Ruibal estudió hace un par de años las trincheras enfrentadas a este búnker, en la facultad de Psicología, en la Ciudad Universitaria, a algo más de un kilómetro y medio de distancia en línea recta. Allí encontró casquillos de la ametralladora apostada aquí, en este nido de hormigón, abovedado y con tronera para arma automática en el muro frontal. “Es un vestigio material de la historia, por eso debemos conservarlo, porque es un superviviente. Esta zona es donde más fortificaciones hubo y donde no queda nada. El paisaje no ha parado de alterarse y el azar urbanístico ha librado el fortín de la destrucción”, dice Pablo Schnell, arqueólogo e investigador especializado en el cinturón defensivo de la República.
La parcela con restos históricos forma parte de un solar con diez parcelas más. Todas están inscritas en el registro de la propiedad a nombre de la empresa Camartres, cuyo consejero delegado es Juan Rivas Francos, consejero delegado a su vez del grupo logístico de empresas de transporte internacional Suardiaz, que ha preferido no responder a EL PAÍS. De momento, el solar está cubierto de retama y latas de cerveza.

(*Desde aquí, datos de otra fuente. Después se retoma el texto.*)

//! OpenAI-compatible chat completions client with streaming.

use async_trait::async_trait;
use bytes::Bytes;
use eventsource_stream::{EventStreamError, Eventsource};
use futures::{future, Stream, StreamExt};
use serde::{Deserialize, Serialize};

use super::{
    ChatMessage, ChunkStream, LlmClient, LlmError, StreamChunk, ToolCallDelta, ToolDefinition,
};

/// Client for `POST {base_url}/chat/completions`.
pub struct OpenAiClient {
    http: reqwest::Client,
    api_key: Option<String>,
    base_url: String,
}

impl OpenAiClient {
    pub fn new(api_key: Option<String>, base_url: impl Into<String>) -> Self {
        Self {
            http: reqwest::Client::new(),
            api_key,
            base_url: base_url.into(),
        }
    }

    fn completions_url(&self) -> String {
        format!("{}/chat/completions", self.base_url.trim_end_matches('/'))
    }
}

#[derive(Serialize)]
struct ChatCompletionRequest<'a> {
    model: &'a str,
    messages: &'a [ChatMessage],
    #[serde(skip_serializing_if = "Option::is_none")]
    tools: Option<&'a [ToolDefinition]>,
    stream: bool,
}

#[async_trait]
impl LlmClient for OpenAiClient {
    async fn chat_completion_stream(
        &self,
        model: &str,
        messages: &[ChatMessage],
        tools: Option<&[ToolDefinition]>,
    ) -> Result<ChunkStream, LlmError> {
        let api_key = self.api_key.as_deref().ok_or(LlmError::MissingApiKey)?;

        let request = ChatCompletionRequest {
            model,
            messages,
            tools: tools.filter(|t| !t.is_empty()),
            stream: true,
        };

        // No request timeout: reqwest would apply it to the whole streamed body.
        let response = self
            .http
            .post(self.completions_url())
            .bearer_auth(api_key)
            .json(&request)
            .send()
            .await?;

        let status = response.status();
        if !status.is_success() {
            let body = response.text().await.unwrap_or_default();
            return Err(LlmError::Api {
                status: status.as_u16(),
                message: error_message(&body),
            });
        }

        tracing::debug!(model = %model, messages = messages.len(), "Streaming chat completion");

        Ok(Box::pin(completion_chunks(response.bytes_stream())))
    }
}

/// Decode the SSE body of a streamed completion, ending at `data: [DONE]`.
fn completion_chunks<S>(body: S) -> impl Stream<Item = Result<StreamChunk, LlmError>> + Send
where
    S: Stream<Item = Result<Bytes, reqwest::Error>> + Send + 'static,
{
    body.eventsource()
        .take_while(|event| future::ready(!matches!(event, Ok(e) if e.data.trim() == "[DONE]")))
        .filter(|event| future::ready(!matches!(event, Ok(e) if e.data.trim().is_empty())))
        .map(|event| match event {
            Ok(event) => parse_chunk(&event.data),
            Err(EventStreamError::Transport(e)) => Err(LlmError::Transport(e)),
            Err(e) => Err(LlmError::Malformed(e.to_string())),
        })
}

#[derive(Deserialize)]
struct ChunkPayload {
    #[serde(default)]
    choices: Vec<ChunkChoice>,
    #[serde(default)]
    error: Option<ErrorBody>,
}

#[derive(Deserialize)]
struct ChunkChoice {
    #[serde(default)]
    delta: ChunkDelta,
    #[serde(default)]
    finish_reason: Option<String>,
}

#[derive(Default, Deserialize)]
struct ChunkDelta {
    #[serde(default)]
    content: Option<String>,
    #[serde(default)]
    tool_calls: Option<Vec<ToolCallDelta>>,
}

#[derive(Deserialize)]
struct ErrorEnvelope {
    error: ErrorBody,
}

#[derive(Deserialize)]
struct ErrorBody {
    message: String,
}

/// Decode one `data:` payload of the completion stream.
fn parse_chunk(payload: &str) -> Result<StreamChunk, LlmError> {
    let parsed: ChunkPayload = serde_json::from_str(payload)
        .map_err(|e| LlmError::Malformed(format!("{}: {}", e, truncate(payload, 200))))?;

    if let Some(error) = parsed.error {
        return Err(LlmError::Provider(error.message));
    }

    let mut chunk = StreamChunk::default();
    if let Some(choice) = parsed.choices.into_iter().next() {
        chunk.content = choice.delta.content.filter(|c| !c.is_empty());
        chunk.tool_calls = choice.delta.tool_calls.unwrap_or_default();
        chunk.finish_reason = choice.finish_reason;
    }
    Ok(chunk)
}

/// Pull the human-readable message out of an error response body.
fn error_message(body: &str) -> String {
    serde_json::from_str::<ErrorEnvelope>(body)
        .map(|e| e.error.message)
        .unwrap_or_else(|_| truncate(body.trim(), 500))
}

fn truncate(s: &str, max: usize) -> String {
    if s.len() <= max {
        return s.to_string();
    }
    let mut end = max;
    while end > 0 && !s.is_char_boundary(end) {
        end -= 1;
    }
    format!("{}...", &s[..end])
}

#[cfg(test)]
mod tests {
    use super::*;

    fn body(parts: &[&str]) -> impl Stream<Item = Result<Bytes, reqwest::Error>> + Send {
        let owned: Vec<Result<Bytes, reqwest::Error>> = parts
            .iter()
            .map(|p| Ok(Bytes::from(p.to_string())))
            .collect();
        futures::stream::iter(owned)
    }

    async fn contents(parts: &[&str]) -> Vec<Option<String>> {
        completion_chunks(body(parts))
            .map(|chunk| chunk.unwrap().content)
            .collect()
            .await
    }

    #[tokio::test]
    async fn multi_line_event_is_one_payload() {
        let chunks = contents(&[
            "data: {\"choices\":[{\"delta\":\n",
            "data: {\"content\":\"Hi\"}}]}\n\n",
        ])
        .await;
        assert_eq!(chunks, vec![Some("Hi".to_string())]);
    }

    #[tokio::test]
    async fn events_survive_split_chunks_and_comments() {
        let chunks = contents(&[
            ": keep-alive\n\ndata: {\"choices\":[{\"delta\":{\"cont",
            "ent\":\"Hel\"}}]}\r\n\r\n",
            "data: {\"choices\":[{\"delta\":{\"content\":\"lo\"}}]}\n\n",
        ])
        .await;
        assert_eq!(chunks, vec![Some("Hel".to_string()), Some("lo".to_string())]);
    }

    #[tokio::test]
    async fn done_marker_ends_the_stream() {
        let chunks = contents(&[
            "data: {\"choices\":[{\"delta\":{\"content\":\"one\"}}]}\n\n",
            "data: [DONE]\n\n",
            "data: {\"choices\":[{\"delta\":{\"content\":\"two\"}}]}\n\n",
        ])
        .await;
        assert_eq!(chunks, vec![Some("one".to_string())]);
    }

    #[tokio::test]
    async fn undecodable_event_is_malformed() {
        let results: Vec<Result<StreamChunk, LlmError>> =
            completion_chunks(body(&["data: {oops\n\n"])).collect().await;
        assert_eq!(results.len(), 1);
        assert!(matches!(results[0], Err(LlmError::Malformed(_))));
    }

    #[test]
    fn parses_content_delta() {
        let chunk = parse_chunk(
            r#"{"id":"c1","choices":[{"index":0,"delta":{"role":"assistant","content":"Hel"},"finish_reason":null}]}"#,
        )
        .unwrap();
        assert_eq!(chunk.content.as_deref(), Some("Hel"));
        assert!(chunk.tool_calls.is_empty());
        assert!(chunk.finish_reason.is_none());
    }

    #[test]
    fn parses_tool_call_delta() {
        let chunk = parse_chunk(
            r#"{"choices":[{"delta":{"content":null,"tool_calls":[{"index":0,"id":"call_1","type":"function","function":{"name":"web_search","arguments":""}}]},"finish_reason":null}]}"#,
        )
        .unwrap();
        assert!(chunk.content.is_none());
        assert_eq!(chunk.tool_calls.len(), 1);
        assert_eq!(chunk.tool_calls[0].id.as_deref(), Some("call_1"));
    }

    #[test]
    fn usage_chunk_without_choices_is_empty() {
        let chunk = parse_chunk(r#"{"choices":[],"usage":{"total_tokens":12}}"#).unwrap();
        assert!(chunk.content.is_none());
        assert!(chunk.finish_reason.is_none());
    }

    #[test]
    fn in_stream_error_is_reported() {
        let err = parse_chunk(r#"{"error":{"message":"overloaded"}}"#).unwrap_err();
        assert!(matches!(err, LlmError::Provider(m) if m == "overloaded"));
    }

    #[test]
    fn garbage_is_malformed() {
        assert!(matches!(parse_chunk("not json"), Err(LlmError::Malformed(_))));
    }

    #[test]
    fn error_message_prefers_api_message() {
        assert_eq!(
            error_message(r#"{"error":{"message":"Incorrect API key provided","type":"invalid_request_error"}}"#),
            "Incorrect API key provided"
        );
        assert_eq!(error_message("  Bad Gateway  "), "Bad Gateway");
    }

    #[tokio::test]
    async fn missing_key_fails_on_first_call() {
        let client = OpenAiClient::new(None, "http://127.0.0.1:9");
        let result = client
            .chat_completion_stream("gpt-4o", &[ChatMessage::user("hi")], None)
            .await;
        assert!(matches!(result, Err(LlmError::MissingApiKey)));
    }

    #[test]
    fn completions_url_trims_trailing_slash() {
        let client = OpenAiClient::new(None, "https://api.openai.com/v1/");
        assert_eq!(client.completions_url(), "https://api.openai.com/v1/chat/completions");
    }
}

El botellón no entiende de barrios. La adolescencia tampoco: dos chavales que aprenden a conducir por estas calles vacías con un coche sin carnet se paran, asoman su cara sin mascarilla por la ventana y piden un cigarrillo. Aunque tuvieran 18, aquí no hay ni un comercio. Solo arquitectura rectangular blanca, muros altos y una memoria invisible.